Трудолюбие, добросовестное, старательное отношение к труду, самостоятельность, инициатива, предприимчивость могут возродиться только при создании благоприятных условий, и прежде всего — развития народного самоуправления, трудовой демократии».
Опубликовать эту книгу оказалось непросто. В большинстве издательств редакторы махали руками, лишь услышав ее название. В то время вынести слово «русский» на обложку без отрицательного эпитета было равносильно признанию себя «великодержавным шовинистом»12. Тем не менее во второй половине 80-х годов все основные части своей книги я опубликовал в журналах и газетах. Главной, конечно, была публикация ее в нескольких номерах «Нашего современника» (тираж журнала тогда был четверть миллиона экземпляров) под названием «О, Русь, взмахни крылами» и «В двух шагах от обрыва». В отклик на эти статьи мне пришли десятки писем читателей, солидарных с моими взглядами, выступавших, как и я, за реформы с национальных позиций. Я понял, что существует молчаливое большинство русских людей, которым не нравится космополитическая вакханалия, устроенная Горбачевым и «прорабами перестройки».

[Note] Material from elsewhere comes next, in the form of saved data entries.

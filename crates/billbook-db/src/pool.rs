//! # Database Handle
//!
//! One SQLite pool per process, shared by every billing session.
//!
//! ```text
//! ┌─────────────────────────────────────────────────────────────────────────┐
//! │  ApiConfig.db_path ──► DbConfig ──► Database::new ──► migrations       │
//! │                                          │                              │
//! │                                     SqlitePool (WAL, foreign keys)      │
//! │                                          │                              │
//! │        ┌──────────────┬──────────────────┼──────────────┬────────────┐  │
//! │        ▼              ▼                  ▼              ▼            ▼  │
//! │    products()    customers()        held_carts()    invoices()   staff()│
//! │                                                                         │
//! │  Reads from any till run side by side. Writers queue on SQLite's       │
//! │  single write lock; `busy_timeout` is how long a checkout waits for it.│
//! └─────────────────────────────────────────────────────────────────────────┘
//! ```

use std::path::PathBuf;
use std::str::FromStr;
use std::time::Duration;

use sqlx::sqlite::{SqliteConnectOptions, SqliteJournalMode, SqlitePoolOptions, SqliteSynchronous};
use sqlx::SqlitePool;
use tracing::{debug, info};

use crate::error::{DbError, DbResult};
use crate::migrations;
use crate::repository::customer::CustomerRepository;
use crate::repository::held_cart::HeldCartRepository;
use crate::repository::invoice::InvoiceRepository;
use crate::repository::product::ProductRepository;
use crate::repository::staff::StaffRepository;

const MEMORY_PATH: &str = ":memory:";

// =============================================================================
// Configuration
// =============================================================================

/// Pool settings.
///
/// ```rust,ignore
/// let config = DbConfig::new("./billbook.db")
///     .max_connections(8)
///     .busy_timeout(Duration::from_secs(10));
/// ```
#[derive(Debug, Clone)]
pub struct DbConfig {
    /// SQLite file, created if missing. `:memory:` for a private database.
    pub database_path: PathBuf,

    /// Default 5, plenty for a handful of tills.
    pub max_connections: u32,

    pub min_connections: u32,

    /// How long to wait for a free pooled connection.
    pub connect_timeout: Duration,

    pub idle_timeout: Duration,

    /// How long a writer waits on SQLite's write lock before failing.
    pub busy_timeout: Duration,

    /// Apply pending migrations in [`Database::new`].
    pub run_migrations: bool,
}

impl DbConfig {
    pub fn new(path: impl Into<PathBuf>) -> Self {
        DbConfig {
            database_path: path.into(),
            max_connections: 5,
            min_connections: 1,
            connect_timeout: Duration::from_secs(30),
            idle_timeout: Duration::from_secs(600),
            busy_timeout: Duration::from_secs(5),
            run_migrations: true,
        }
    }

    /// A private in-memory database, for tests.
    ///
    /// Each connection to `:memory:` would open a separate database, so the
    /// pool is pinned to one connection that never idles out.
    pub fn in_memory() -> Self {
        DbConfig {
            max_connections: 1,
            min_connections: 1,
            connect_timeout: Duration::from_secs(5),
            idle_timeout: Duration::from_secs(24 * 60 * 60),
            ..DbConfig::new(MEMORY_PATH)
        }
    }

    pub fn max_connections(mut self, max: u32) -> Self {
        self.max_connections = max;
        self
    }

    pub fn min_connections(mut self, min: u32) -> Self {
        self.min_connections = min;
        self
    }

    pub fn connect_timeout(mut self, timeout: Duration) -> Self {
        self.connect_timeout = timeout;
        self
    }

    pub fn busy_timeout(mut self, timeout: Duration) -> Self {
        self.busy_timeout = timeout;
        self
    }

    pub fn run_migrations(mut self, run: bool) -> Self {
        self.run_migrations = run;
        self
    }

    pub fn is_in_memory(&self) -> bool {
        self.database_path.as_os_str() == MEMORY_PATH
    }

    fn connect_options(&self) -> DbResult<SqliteConnectOptions> {
        let options = if self.is_in_memory() {
            SqliteConnectOptions::from_str("sqlite::memory:")
                .map_err(|e| DbError::ConnectionFailed(e.to_string()))?
        } else {
            SqliteConnectOptions::new()
                .filename(&self.database_path)
                .create_if_missing(true)
                // Readers keep going while a checkout writes
                .journal_mode(SqliteJournalMode::Wal)
                .synchronous(SqliteSynchronous::Normal)
        };

        // Invoices must not point at customers that do not exist
        Ok(options
            .foreign_keys(true)
            .busy_timeout(self.busy_timeout))
    }
}

// =============================================================================
// Database
// =============================================================================

/// Cloneable handle to the pool. Repositories are cheap views over it.
///
/// ```text
/// Database ──products()──► ProductRepository   (ProductCatalog)
///          ──customers()─► CustomerRepository  (CustomerDirectory)
///          ──staff()─────► StaffRepository
///          ──held_carts()► HeldCartRepository  (CartStore)
///          ──invoices()──► InvoiceRepository   (InvoiceStore)
/// ```
#[derive(Debug, Clone)]
pub struct Database {
    pool: SqlitePool,
}

impl Database {
    /// Opens the pool and, unless disabled, brings the schema up to date.
    ///
    /// ## Errors
    /// * `ConnectionFailed` - file cannot be opened or created
    /// * `MigrationFailed` - a migration did not apply
    pub async fn new(config: DbConfig) -> DbResult<Self> {
        info!(path = %config.database_path.display(), "Opening database");

        let pool = SqlitePoolOptions::new()
            .max_connections(config.max_connections)
            .min_connections(config.min_connections)
            .acquire_timeout(config.connect_timeout)
            .idle_timeout(Some(config.idle_timeout))
            .connect_with(config.connect_options()?)
            .await
            .map_err(|e| DbError::ConnectionFailed(e.to_string()))?;

        debug!(
            max_connections = config.max_connections,
            in_memory = config.is_in_memory(),
            "Database pool ready"
        );

        let db = Database { pool };
        if config.run_migrations {
            db.run_migrations().await?;
        }
        Ok(db)
    }

    /// Applies pending migrations. Safe to call repeatedly.
    pub async fn run_migrations(&self) -> DbResult<()> {
        migrations::run_migrations(&self.pool).await
    }

    /// The raw pool, for queries no repository covers.
    pub fn pool(&self) -> &SqlitePool {
        &self.pool
    }

    pub fn products(&self) -> ProductRepository {
        ProductRepository::new(self.pool.clone())
    }

    pub fn customers(&self) -> CustomerRepository {
        CustomerRepository::new(self.pool.clone())
    }

    pub fn staff(&self) -> StaffRepository {
        StaffRepository::new(self.pool.clone())
    }

    pub fn held_carts(&self) -> HeldCartRepository {
        HeldCartRepository::new(self.pool.clone())
    }

    pub fn invoices(&self) -> InvoiceRepository {
        InvoiceRepository::new(self.pool.clone())
    }

    /// Waits for checked-out connections to return, then closes the pool.
    pub async fn close(&self) {
        info!("Closing database");
        self.pool.close().await;
    }

    /// Whether a trivial query succeeds.
    pub async fn health_check(&self) -> bool {
        sqlx::query("SELECT 1").execute(&self.pool).await.is_ok()
    }
}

В 1986—1987 годах центр русского патриотического движения по-прежнему оставался в Обществе охраны памятников и в выросшей из него «Памяти», которая все больше из культурно-просветительской организации превращалась в политическую силу. Говорю об этом с полной определенностью, потому что в это время особенно сильно почувствовал на себе внимание КГБ. Поговорив с некоторыми из наших, узнал, что такое внимание к себе почувствовали и другие активисты. Куратор Института труда по линии КГБ провел со мной несколько бесед, подробно расспрашивая о моей деятельности в ВООПИК и обществе «Память». Разговоры были вполне мирными, на меня не давили, как это делалось раньше. Чувствовалось, что КГБ по распоряжению политических структур проводит зондаж настроения в нашем Обществе.